Lest we forget, Evita began
its lifecycle as a rock/opera concept album released in 1976. Its success paved
the way for Webber to launch London's West End production in 1978, winning the
Laurence Olivier Award for Best Musical, and then, crossing the Atlantic on
Broadway a year later to win the Tony, a first for a Brit-based musical. In
retrospect, Evita was Webber’s first major work of cultural
significance. However, turning the rather sordid life of Eva Peron into a song
spectacular was a prospect not immediately embraced. Indeed, producer, Robert
Stigwood had hoped to entice Webber and Rice to write a new musical version of
Peter Pan. That project was abandoned. But it was almost immediately replaced
by an idea Webber had after hearing a radio dramatization of Eva Peron’s life
on the BBC. Alas, even with a presold score and accolades to boot, Webber’s
first opus magnum was overshadowed by ill-timing; Hollywood, to have turned its
back on the big and splashy stage to screen musical hybrid, once to have been a
seemingly indestructible hybrid genre and the movies’ bread and butter
throughout the 1960s.
Miraculously, the appeal of the
stagecraft only seemed to mature as the years folded into a decade of absence
from the big screen. How could it not? Before there was a Princess Diana or Grace
Kelly, there was Eva Peron…or rather, Eva Duarte de Perón. By the mid-70’s, Eva’s
presence on the world stage as Argentina’s First Lady, activist and
philanthropist had managed to eclipse her more unseemly pre-political days as a
prostitute, radio personality and bad film star in her native land – so to be
eventually described by Webber’s glib prose as “the greatest social climber
since Cinderella.” Eva’s childhood
was as sordid, illegitimate and born into poverty in Los Toldos. At age 15, she
departed the dusty pampas for Buenos Aires at the auspices of a married
nightclub singer who quickly pitched her to the curb upon their arrival in the gritty
city. Plying her feminine wiles to ascend from this squalor, Eva was introduced
to ‘then’ Colonel Juan Perón at a charity event to benefit the victims of an
earthquake in San Juan. Within a year of this cute meet, Perón proposed and the
couple wed. As they used to say, behind every great man is a great woman. For
the next 6 years, Eva invested every ounce of her formidable fiber in support of
her husband’s trade unions. And Perón, secure in his presidency, increasingly diverted
to the wild popularity of his wife with the masses to get the job done. Eva ran
the Ministries of Labor and Health, founded the Eva Perón Foundation,
championed women's suffrage and promoted the first feminist political party in
the nation: the Female Peronist Party.

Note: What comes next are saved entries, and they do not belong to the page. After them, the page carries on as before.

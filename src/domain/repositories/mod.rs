//! Repository trait definitions for the domain layer.
//!
//! Traits define the storage contract; implementations live in
//! `crate::infrastructure::persistence`. Mocks are generated with `mockall`
//! for unit tests.
//!
//! # Available Repositories
//!
//! - [`UrlRepository`] - URL record storage, lookup and key reservation
//!
//! # Testing
//!
//! See integration tests in `tests/repository_url.rs` for usage examples.

pub mod url_repository;

pub use url_repository::{UrlRepository, UrlStats};

#[cfg(test)]
pub use url_repository::MockUrlRepository;
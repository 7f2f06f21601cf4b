//! Infrastructure layer for external integrations.
//!
//! Implements the storage interfaces defined by the domain layer.
//!
//! # Modules
//!
//! - [`persistence`] - SQLite repository implementations

pub mod persistence;
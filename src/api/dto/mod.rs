//! Data Transfer Objects for API requests and responses.
//!
//! All DTOs use Serde for JSON serialization/deserialization and validator
//! for input validation.

pub mod health;
pub mod url;
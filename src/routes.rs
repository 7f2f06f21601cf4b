//! Top-level router configuration.
//!
//! # Route Structure
//!
//! - `GET  /`        - Welcome message
//! - `GET  /about`   - About payload
//! - `GET  /health`  - Health check: database
//! - `POST /url`     - Create a short URL
//! - `GET  /{key}`   - Short link redirect
//!
//! Static routes take precedence over `/{key}`; keys only contain `A-Z0-9`,
//! so they never shadow `about`, `health` or `url`.
//!
//! # Middleware
//!
//! - **Tracing** - Structured request/response logging
//! - **Path normalization** - Trailing slash handling

use crate::api;
use crate::api::handlers::{about_handler, health_handler, redirect_handler, root_handler};
use crate::api::middleware::tracing;
use crate::state::AppState;
use axum::Router;
use axum::routing::get;
use tower::Layer;
use tower_http::normalize_path::{NormalizePath, NormalizePathLayer};

/// Builds the router with all routes and the tracing layer.
pub fn router(state: AppState) -> Router {
    Router::new()
        .route("/", get(root_handler))
        .route("/about", get(about_handler))
        .route("/health", get(health_handler))
        .route("/{key}", get(redirect_handler))
        .merge(api::routes::url_routes())
        .with_state(state)
        .layer(tracing::layer())
}

/// Constructs the application service: [`router`] behind trailing-slash
/// normalization.
pub fn app_router(state: AppState) -> NormalizePath<Router> {
    NormalizePathLayer::trim_trailing_slash().layer(router(state))
}
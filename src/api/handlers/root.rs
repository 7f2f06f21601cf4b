//! Handlers for the service root and about page.

use axum::Json;
use serde_json::{Value, json};

/// Greets API clients.
///
/// # Endpoint
///
/// `GET /`
pub async fn root_handler() -> &'static str {
    "Welcome to the URL shortener API!"
}

/// Static about payload.
///
/// # Endpoint
///
/// `GET /about`
pub async fn about_handler() -> Json<Value> {
    Json(json!({ "Data": "About" }))
}
//! Bounded generate-and-check allocation of unique keys.

use std::future::Future;

use serde_json::json;
use tracing::debug;

use crate::error::AppError;
use crate::utils::key_generator::generate_key;

/// Default number of candidates tried before giving up.
pub const DEFAULT_MAX_ATTEMPTS: usize = 10;

/// Allocates keys that are not yet in use.
///
/// Each attempt draws a fresh candidate and asks the caller-supplied
/// predicate whether it is taken. The predicate decides which namespace is
/// checked; it must cover inactive records as well, since an issued key is
/// never handed out again.
#[derive(Debug, Clone, Copy)]
pub struct KeyAllocator {
    max_attempts: usize,
}

impl KeyAllocator {
    pub fn new(max_attempts: usize) -> Self {
        Self { max_attempts }
    }

    /// Returns the first generated candidate for which `is_taken` yields `false`.
    ///
    /// # Errors
    ///
    /// Returns [`AppError::KeyExhaustion`] after `max_attempts` collisions.
    /// Errors from `is_taken` are propagated unchanged.
    pub async fn allocate<F, Fut>(&self, length: usize, mut is_taken: F) -> Result<String, AppError>
    where
        F: FnMut(String) -> Fut,
        Fut: Future<Output = Result<bool, AppError>>,
    {
        for attempt in 1..=self.max_attempts {
            let candidate = generate_key(length);

            if !is_taken(candidate.clone()).await? {
                return Ok(candidate);
            }

            debug!(attempt, length, "Key collision, drawing a new candidate");
        }

        Err(AppError::key_exhaustion(
            "Failed to allocate a unique key",
            json!({ "length": length, "attempts": self.max_attempts }),
        ))
    }
}

impl Default for KeyAllocator {
    fn default() -> Self {
        Self::new(DEFAULT_MAX_ATTEMPTS)
    }
}

#[cfg(test)]
mod tests {
    use super::*;
    use std::sync::atomic::{AtomicUsize, Ordering};

    #[tokio::test]
    async fn test_allocate_first_free_candidate() {
        let allocator = KeyAllocator::default();

        let key = allocator.allocate(5, |_| async { Ok(false) }).await.unwrap();

        assert_eq!(key.len(), 5);
        assert!(
            key.chars()
                .all(|c| c.is_ascii_uppercase() || c.is_ascii_digit())
        );
    }

    #[tokio::test]
    async fn test_allocate_retries_on_collision() {
        let allocator = KeyAllocator::new(5);
        let calls = AtomicUsize::new(0);

        let key = allocator
            .allocate(8, |_| {
                let n = calls.fetch_add(1, Ordering::SeqCst);
                async move { Ok(n < 2) }
            })
            .await
            .unwrap();

        assert_eq!(key.len(), 8);
        assert_eq!(calls.load(Ordering::SeqCst), 3);
    }

    #[tokio::test]
    async fn test_allocate_exhaustion() {
        let allocator = KeyAllocator::new(4);
        let calls = AtomicUsize::new(0);

        let result = allocator
            .allocate(5, |_| {
                calls.fetch_add(1, Ordering::SeqCst);
                async { Ok(true) }
            })
            .await;

        assert!(matches!(result, Err(AppError::KeyExhaustion { .. })));
        assert_eq!(calls.load(Ordering::SeqCst), 4);
    }

    #[tokio::test]
    async fn test_allocate_propagates_check_error() {
        let allocator = KeyAllocator::default();

        let result = allocator
            .allocate(5, |_| async {
                Err(AppError::internal("Database error", json!({})))
            })
            .await;

        assert!(matches!(result, Err(AppError::Internal { .. })));
    }

    #[tokio::test]
    async fn test_allocate_passes_candidate_to_check() {
        let allocator = KeyAllocator::default();
        let seen = std::sync::Mutex::new(Vec::new());

        let key = allocator
            .allocate(6, |candidate| {
                seen.lock().unwrap().push(candidate);
                async { Ok(false) }
            })
            .await
            .unwrap();

        assert_eq!(*seen.lock().unwrap(), vec![key]);
    }
}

Alas, at the height of her political
clout, capped off by a brief run for Vice President in 1951, Eva Perón was
felled by cancer, succumbing to the illness, age 33. And thus, her reputation
as the spiritual leader of the nation was forever lionized by the public
outpouring of grief and a state funeral (an honor usually reserved exclusively
for reigning presidents).
Tapping into the collective
consciousness of Eva’s enduring legacy proved gold for Andrew Lloyd Webber. While
classic American movie musicals generally functioned best when the proverbial ‘happy
ending’ remained intact, American theater had frequently fulfilled its quota of
hits from dramatized grand tragedy. The life of Eva Peron certain fit that
bill. Broadway diva, Patti LuPone made the Broadway version of Evita
almost as celebrated as its subject matter. But in the interim between the
Broadway smash and its even more lavishly appointed motion picture debut from
the legendary, Alan Parker in 1996, pop culture had given birth to an even
bigger pop star, arguably, as capable to immortalize this great lady on
celluloid. Madonna’s reputation for raunch having preceded her, there was nevertheless
nothing to detract from her meteoric rise in the 1980’s as a major recording
artist. Alas, the Argentine population was not at all convinced of Madonna’s
caliber to overcome this ‘reputation’. Eva Peron had remained the country’s
uncrowned princess, much more so since her passing, and certainly held in the
highest esteem by the Argentine peoples - no less a deity than Princess Grace
of Monaco or England’s Princess Diana.
Screen heartthrob, Antonio Banderas
assumed the role of Che – a sort of one-man Greek chorus who bookends the play
and the film’s narrative as our master of ceremonies. Che is a curious
creation. In fact, Andrew Lloyd Webber had no interest in immortalizing
guerrilla fighter, Che Guevara when he began to write Evita. It was only
after producer, Harold Smith Price became associated with the project that
Guevara was incorporated into the story. And while artistic license has oft liberated
art from historical accuracy, the main objection to making Evita in
Argentina stemmed from the nation’s staunch defense of Eva’s past, pre-vivacious
First Lady, as the scheming social climber, risen from a brothel. The stagecraft was reworked by Andrew Lloyd
Webber with an assist from Oliver Stone to satisfy the conventions of a big
budget Hollywood musical. But the aegis of the project was repeated fraught
with near catastrophes and chronic delays.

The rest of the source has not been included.